Thursday, May 23, 2013

DSM kerfuffle, Part the First


This month the fifth edition of the of the Diagnostic and Statistical Manual of Mental Disorders (DSM) came out, and the release is generating more press than one might expect from the publication of a thick, dry tome that resides mostly in the offices of psychiatrists, psychologists, and insurance companies. Typically, given the media's weakness for controversy, the coverage tends to focus on the controversies surrounding the new DSM.

This piece at The Guardian covers some of the issues, in particular the objections of the British psychological establishment to the latest DSM. In anticipation of the publication of the new DSM the Division of Clinical Psychology (DCP),  part of the British Psychological Society, released a statement detailing the members' objections to the new DSM. I want to talk today about those objections. Tomorrow, time willing, I will address the concerns from within the psychiatric community, and discuss a maddening and ill-reasoned screed from a psychiatrist who worked on the previous edition of the DSM. For now, let's deal with the psychologists.
But before launching into full WTF mode, I do want to acknowledge that there are some valid criticisms to be made. Some of these criticisms involve this particular edition of the manual, which does indeed show a disturbing tendency toward turning some behaviors and conditions (such as normal grief or some types of childhood misbehavior) into illnesses or syndromes that will require medical intervention (for which, read "drugs").

In addition, the entire question of what, exactly, psychiatry deals with is never really made clear. This goes back to an issue I have discussed before: mental illness remains mostly a mystery to us, and we have no biologically based tests that can determine definitively that someone has, for example, depression or autism.

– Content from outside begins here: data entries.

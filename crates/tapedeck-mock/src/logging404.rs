//! 404 request logging.
//!
//! Reuses `tapedeck-core`'s record-writing codec with a flat layout (no
//! per-mock-id subdirectory); file names are keyed off the `Accept`
//! header's first media type rather than a content-type, since there is
//! no recorded response to sanitize from.

use std::path::PathBuf;

use serde_json::Value;
use tapedeck_core::codec;
use tapedeck_core::headers::HeaderMap;

/// Writes unmatched requests to a flat record-format log directory.
/// Failure to write is logged at `warn` and never surfaced to the client.
pub struct Logger404 {
    log_dir: PathBuf,
}

impl Logger404 {
    /// Build a logger for `log_dir`. An empty `-log-dir` disables 404
    /// logging entirely, so callers should only construct this when the
    /// flag is non-empty.
    pub fn new(log_dir: PathBuf) -> Self {
        Self { log_dir }
    }

    /// Persist one 404 exchange. `accept_first_media_type` is the first
    /// comma-separated entry of the request's `Accept` header, already
    /// trimmed, used in place of a response content-type for file naming.
    pub fn log(
        &self,
        method: &str,
        url: &str,
        request_headers: &HeaderMap,
        request_body: &Value,
        accept_first_media_type: &str,
    ) {
        let now = chrono::Utc::now();
        let request_id = codec::generate_request_id(now);
        let response_headers = HeaderMap::default();
        let response_body = Value::Null;

        let record = codec::RecordToWrite {
            method,
            url,
            request_headers,
            request_body,
            status_code: 404,
            response_headers: &response_headers,
            response_body: &response_body,
            delay: 0.0,
        };
        let document = codec::build_record_document(&request_id, &record);

        let mut rng = rand::rng();
        let file_name = codec::record_file_name(accept_first_media_type, now, &mut rng);

        if let Err(err) = codec::write_record_file(&self.log_dir, None, &file_name, &document) {
            tracing::warn!(
                error = %err,
                dir = %self.log_dir.display(),
                "failed to write 404 log record"
            );
        }
    }
}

Which is only to say that the science of treating ill minds lags well behind the science of treating ill or damaged bodies (and unfortunately even the medical treatment of bodies is in many cases woefully crude, as in the treatment of most cancers). So the new DSM gives us sets of symptoms, which are judged subjectively, that are used to assign illnesses that may not exist. The existence of a mental illness is determined by committee and consensus, not by actual science. But this is not a new criticism; in this the new DSM functions much like the previous DSM. This is a general critique that should be leveled not just at the DSM but more broadly at psychiatry AND psychology. I include psychology since, as I'll address, psychology is not any better than psychiatry at delivering results on these issues and shows substantially less promise.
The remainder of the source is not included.